WHAT THE TASK ASKS ▸ Using the listing below, select the lines with the word "PathBuf" and copy them.
········
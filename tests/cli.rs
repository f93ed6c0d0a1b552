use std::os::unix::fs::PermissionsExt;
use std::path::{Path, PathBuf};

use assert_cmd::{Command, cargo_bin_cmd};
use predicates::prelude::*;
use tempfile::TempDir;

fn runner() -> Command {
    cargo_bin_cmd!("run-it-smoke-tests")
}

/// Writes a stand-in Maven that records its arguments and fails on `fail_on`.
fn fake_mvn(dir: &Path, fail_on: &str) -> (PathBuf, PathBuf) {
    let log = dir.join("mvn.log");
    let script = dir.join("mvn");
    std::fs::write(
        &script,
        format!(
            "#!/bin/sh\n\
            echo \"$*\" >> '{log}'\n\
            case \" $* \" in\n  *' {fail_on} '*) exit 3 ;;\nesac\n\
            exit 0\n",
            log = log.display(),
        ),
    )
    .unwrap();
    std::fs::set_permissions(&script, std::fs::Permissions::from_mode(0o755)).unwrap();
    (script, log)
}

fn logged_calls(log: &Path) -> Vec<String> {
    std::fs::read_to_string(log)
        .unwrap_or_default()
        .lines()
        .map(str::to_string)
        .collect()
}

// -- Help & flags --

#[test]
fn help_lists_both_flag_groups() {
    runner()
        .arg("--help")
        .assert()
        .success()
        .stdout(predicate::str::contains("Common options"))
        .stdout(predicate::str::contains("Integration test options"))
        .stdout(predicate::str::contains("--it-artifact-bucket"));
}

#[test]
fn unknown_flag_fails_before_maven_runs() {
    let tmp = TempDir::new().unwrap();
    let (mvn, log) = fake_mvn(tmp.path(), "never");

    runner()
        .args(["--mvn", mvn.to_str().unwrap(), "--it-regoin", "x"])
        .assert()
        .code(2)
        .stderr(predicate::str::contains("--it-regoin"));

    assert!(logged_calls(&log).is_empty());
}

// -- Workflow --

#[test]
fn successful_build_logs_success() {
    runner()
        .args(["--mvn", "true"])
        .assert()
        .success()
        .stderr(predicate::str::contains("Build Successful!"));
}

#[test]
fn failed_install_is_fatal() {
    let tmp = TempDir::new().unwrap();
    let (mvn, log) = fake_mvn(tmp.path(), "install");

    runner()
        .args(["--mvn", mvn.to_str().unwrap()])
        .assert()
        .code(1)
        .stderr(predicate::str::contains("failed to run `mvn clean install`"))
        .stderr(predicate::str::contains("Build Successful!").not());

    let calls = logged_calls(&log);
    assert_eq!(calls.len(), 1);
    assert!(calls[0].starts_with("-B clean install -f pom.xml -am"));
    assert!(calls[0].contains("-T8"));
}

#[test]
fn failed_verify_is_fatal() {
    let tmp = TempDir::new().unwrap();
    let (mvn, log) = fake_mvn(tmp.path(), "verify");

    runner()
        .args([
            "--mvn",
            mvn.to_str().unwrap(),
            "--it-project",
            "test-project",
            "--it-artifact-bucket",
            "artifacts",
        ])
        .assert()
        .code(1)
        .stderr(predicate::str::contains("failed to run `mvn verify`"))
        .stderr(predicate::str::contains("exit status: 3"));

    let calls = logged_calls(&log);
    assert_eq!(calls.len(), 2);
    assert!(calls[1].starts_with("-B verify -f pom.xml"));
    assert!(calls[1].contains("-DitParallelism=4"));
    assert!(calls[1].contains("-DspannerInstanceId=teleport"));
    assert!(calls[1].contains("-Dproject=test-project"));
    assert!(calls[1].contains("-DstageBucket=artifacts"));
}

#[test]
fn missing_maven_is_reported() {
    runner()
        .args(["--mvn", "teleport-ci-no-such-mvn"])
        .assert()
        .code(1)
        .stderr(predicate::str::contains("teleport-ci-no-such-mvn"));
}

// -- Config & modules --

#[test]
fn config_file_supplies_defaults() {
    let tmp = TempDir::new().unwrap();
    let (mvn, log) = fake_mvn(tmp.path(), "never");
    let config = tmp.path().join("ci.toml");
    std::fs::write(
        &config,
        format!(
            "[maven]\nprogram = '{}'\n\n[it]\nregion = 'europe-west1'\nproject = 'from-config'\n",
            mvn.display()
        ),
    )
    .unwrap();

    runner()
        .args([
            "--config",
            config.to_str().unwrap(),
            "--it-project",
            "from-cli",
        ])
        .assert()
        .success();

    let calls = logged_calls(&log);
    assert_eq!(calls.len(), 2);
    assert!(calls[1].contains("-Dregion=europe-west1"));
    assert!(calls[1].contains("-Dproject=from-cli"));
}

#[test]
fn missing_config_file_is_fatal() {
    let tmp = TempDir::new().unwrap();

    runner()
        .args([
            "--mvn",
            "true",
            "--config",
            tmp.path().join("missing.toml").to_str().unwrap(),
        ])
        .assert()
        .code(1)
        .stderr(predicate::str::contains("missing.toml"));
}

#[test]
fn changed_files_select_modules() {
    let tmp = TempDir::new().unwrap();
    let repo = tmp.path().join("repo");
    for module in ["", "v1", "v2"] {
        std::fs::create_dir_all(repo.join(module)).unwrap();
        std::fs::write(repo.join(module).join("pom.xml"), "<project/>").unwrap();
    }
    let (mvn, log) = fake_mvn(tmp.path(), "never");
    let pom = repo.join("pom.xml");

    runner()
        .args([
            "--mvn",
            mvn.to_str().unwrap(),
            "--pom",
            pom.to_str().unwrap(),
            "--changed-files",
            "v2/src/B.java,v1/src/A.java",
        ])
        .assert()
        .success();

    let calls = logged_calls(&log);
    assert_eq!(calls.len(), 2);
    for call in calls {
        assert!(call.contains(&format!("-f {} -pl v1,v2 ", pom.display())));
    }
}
········
RESPONSE BOX ▸
use std::path::{Path, PathBuf};
fn fake_mvn(dir: &Path, fail_on: &str) -> (PathBuf, PathBuf) {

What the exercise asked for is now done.